▸ **TASK GOAL**
Print every line of the material exactly.

______________________________

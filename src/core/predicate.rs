//! Boolean tests over a context.
//!
//! Predicates are pure lookups, evaluated each time a chain is invoked so
//! they always see the context of that particular call.

use super::context::Context;
use std::fmt;
use std::ops;
use std::sync::Arc;

/// Boolean test over a context.
///
/// # Example
///
/// ```rust
/// use waypoint::core::{Context, Predicate};
///
/// let admin = Predicate::new(|ctx: &Context| ctx.value::<&str>("role") == Some(&"admin"));
/// let ctx = Context::new().with_value("role", "admin");
///
/// assert!(admin.test(&ctx));
/// assert!(!(!admin).test(&ctx));
/// ```
#[derive(Clone)]
pub struct Predicate {
    test: Arc<dyn Fn(&Context) -> bool + Send + Sync>,
}

impl Predicate {
    /// Create a predicate from a function.
    pub fn new<F>(f: F) -> Self
    where
        F: Fn(&Context) -> bool + Send + Sync + 'static,
    {
        Self { test: Arc::new(f) }
    }

    /// Predicate that always holds.
    pub fn always() -> Self {
        Self::new(|_| true)
    }

    /// Predicate that never holds.
    pub fn never() -> Self {
        Self::new(|_| false)
    }

    /// Evaluate against `ctx`.
    pub fn test(&self, ctx: &Context) -> bool {
        (self.test)(ctx)
    }

    /// Holds when both hold; `other` is not evaluated if `self` fails.
    pub fn and(self, other: Predicate) -> Self {
        and([self, other])
    }

    /// Holds when either holds; `other` is not evaluated if `self` holds.
    pub fn or(self, other: Predicate) -> Self {
        or([self, other])
    }
}

impl ops::Not for Predicate {
    type Output = Predicate;

    fn not(self) -> Self::Output {
        not(self)
    }
}

impl fmt::Debug for Predicate {
    fn fmt(&self, f: &mut fmt::Formatter<'_>) -> fmt::Result {
        f.write_str("Predicate")
    }
}

/// Holds when every predicate holds, checked left to right.
///
/// Stops at the first failing predicate. An empty list holds.
pub fn and<I>(predicates: I) -> Predicate
where
    I: IntoIterator<Item = Predicate>,
{
    let predicates: Arc<[Predicate]> = predicates.into_iter().collect();
    Predicate::new(move |ctx| predicates.iter().all(|p| p.test(ctx)))
}

/// Holds when any predicate holds, checked left to right.
///
/// Stops at the first passing predicate. An empty list never holds.
pub fn or<I>(predicates: I) -> Predicate
where
    I: IntoIterator<Item = Predicate>,
{
    let predicates: Arc<[Predicate]> = predicates.into_iter().collect();
    Predicate::new(move |ctx| predicates.iter().any(|p| p.test(ctx)))
}

/// Negate a predicate.
pub fn not(predicate: Predicate) -> Predicate {
    Predicate::new(move |ctx| !predicate.test(ctx))
}
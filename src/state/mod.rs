//! Stacked state machine built from the composition engine.
//!
//! A chain wrapped in [`machine`] sees the persisted state as its current
//! state ([`current`]) and asks for a new one by succeeding with
//! [`Step::Transition`], typically through [`next`], [`push`] or [`pop`].
//! States link to the state below them, so pushing and popping walk a stack.
//!
//! # Example
//!
//! ```rust
//! use waypoint::core::{Context, Handler, Middleware};
//! use waypoint::state::{self, MemoryStore, State, Step};
//!
//! let store = MemoryStore::with_state(State::new("menu"));
//! let app = {
//!     let store = store.clone();
//!     Handler::new(|_: &Context| Ok(Step::Stay)).using([
//!         state::machine(move |_| store.clone()),
//!         Middleware::identity()
//!             .on(state::matches("menu"), state::push("form").then(Handler::none()))
//!             .on(state::matches("form"), state::pop().then(Handler::none())),
//!     ])
//! };
//!
//! app.call(&Context::new()).unwrap();
//! assert_eq!(store.current().unwrap().key(), "form");
//!
//! app.call(&Context::new()).unwrap();
//! assert_eq!(store.current().unwrap().key(), "menu");
//! ```

mod error;
mod history;
mod machine;
mod matcher;
mod stack;
mod step;
mod store;
mod transition;

pub use error::StoreError;
pub use history::{TransitionLog, TransitionRecord};
pub use machine::{machine, StoreFactory};
pub use matcher::{matches, Matcher};
pub use stack::State;
pub use step::Step;
pub use store::{MemoryStore, Store};
pub use transition::{current, next, pop, push, with, StateSource};

pub(crate) use machine::drive;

______________________________

▸ **SOLUTION**
filename src/core/predicate.rs
//! Boolean tests over a context.
//!
//! Predicates are pure lookups, evaluated each time a chain is invoked so
//! they always see the context of that particular call.

use super::context::Context;
use std::fmt;
use std::ops;
use std::sync::Arc;

/// Boolean test over a context.
///
/// # Example
///
/// ```rust
/// use waypoint::core::{Context, Predicate};
///
/// let admin = Predicate::new(|ctx: &Context| ctx.value::<&str>("role") == Some(&"admin"));
/// let ctx = Context::new().with_value("role", "admin");
///
/// assert!(admin.test(&ctx));
/// assert!(!(!admin).test(&ctx));
/// ```
#[derive(Clone)]
pub struct Predicate {
    test: Arc<dyn Fn(&Context) -> bool + Send + Sync>,
}

impl Predicate {
    /// Create a predicate from a function.
    pub fn new<F>(f: F) -> Self
    where
        F: Fn(&Context) -> bool + Send + Sync + 'static,
    {
        Self { test: Arc::new(f) }
    }

    /// Predicate that always holds.
    pub fn always() -> Self {
        Self::new(|_| true)
    }

    /// Predicate that never holds.
    pub fn never() -> Self {
        Self::new(|_| false)
    }

    /// Evaluate against `ctx`.
    pub fn test(&self, ctx: &Context) -> bool {
        (self.test)(ctx)
    }

    /// Holds when both hold; `other` is not evaluated if `self` fails.
    pub fn and(self, other: Predicate) -> Self {
        and([self, other])
    }

    /// Holds when either holds; `other` is not evaluated if `self` holds.
    pub fn or(self, other: Predicate) -> Self {
        or([self, other])
    }
}

impl ops::Not for Predicate {
    type Output = Predicate;

    fn not(self) -> Self::Output {
        not(self)
    }
}

impl fmt::Debug for Predicate {
    fn fmt(&self, f: &mut fmt::Formatter<'_>) -> fmt::Result {
        f.write_str("Predicate")
    }
}

/// Holds when every predicate holds, checked left to right.
///
/// Stops at the first failing predicate. An empty list holds.
pub fn and<I>(predicates: I) -> Predicate
where
    I: IntoIterator<Item = Predicate>,
{
    let predicates: Arc<[Predicate]> = predicates.into_iter().collect();
    Predicate::new(move |ctx| predicates.iter().all(|p| p.test(ctx)))
}

/// Holds when any predicate holds, checked left to right.
///
/// Stops at the first passing predicate. An empty list never holds.
pub fn or<I>(predicates: I) -> Predicate
where
    I: IntoIterator<Item = Predicate>,
{
    let predicates: Arc<[Predicate]> = predicates.into_iter().collect();
    Predicate::new(move |ctx| predicates.iter().any(|p| p.test(ctx)))
}

/// Negate a predicate.
pub fn not(predicate: Predicate) -> Predicate {
    Predicate::new(move |ctx| !predicate.test(ctx))
}
filename src/state/mod.rs
//! Stacked state machine built from the composition engine.
//!
//! A chain wrapped in [`machine`] sees the persisted state as its current
//! state ([`current`]) and asks for a new one by succeeding with
//! [`Step::Transition`], typically through [`next`], [`push`] or [`pop`].
//! States link to the state below them, so pushing and popping walk a stack.
//!
//! # Example
//!
//! ```rust
//! use waypoint::core::{Context, Handler, Middleware};
//! use waypoint::state::{self, MemoryStore, State, Step};
//!
//! let store = MemoryStore::with_state(State::new("menu"));
//! let app = {
//!     let store = store.clone();
//!     Handler::new(|_: &Context| Ok(Step::Stay)).using([
//!         state::machine(move |_| store.clone()),
//!         Middleware::identity()
//!             .on(state::matches("menu"), state::push("form").then(Handler::none()))
//!             .on(state::matches("form"), state::pop().then(Handler::none())),
//!     ])
//! };
//!
//! app.call(&Context::new()).unwrap();
//! assert_eq!(store.current().unwrap().key(), "form");
//!
//! app.call(&Context::new()).unwrap();
//! assert_eq!(store.current().unwrap().key(), "menu");
//! ```

mod error;
mod history;
mod machine;
mod matcher;
mod stack;
mod step;
mod store;
mod transition;

pub use error::StoreError;
pub use history::{TransitionLog, TransitionRecord};
pub use machine::{machine, StoreFactory};
pub use matcher::{matches, Matcher};
pub use stack::State;
pub use step::Step;
pub use store::{MemoryStore, Store};
pub use transition::{current, next, pop, push, with, StateSource};

pub(crate) use machine::drive;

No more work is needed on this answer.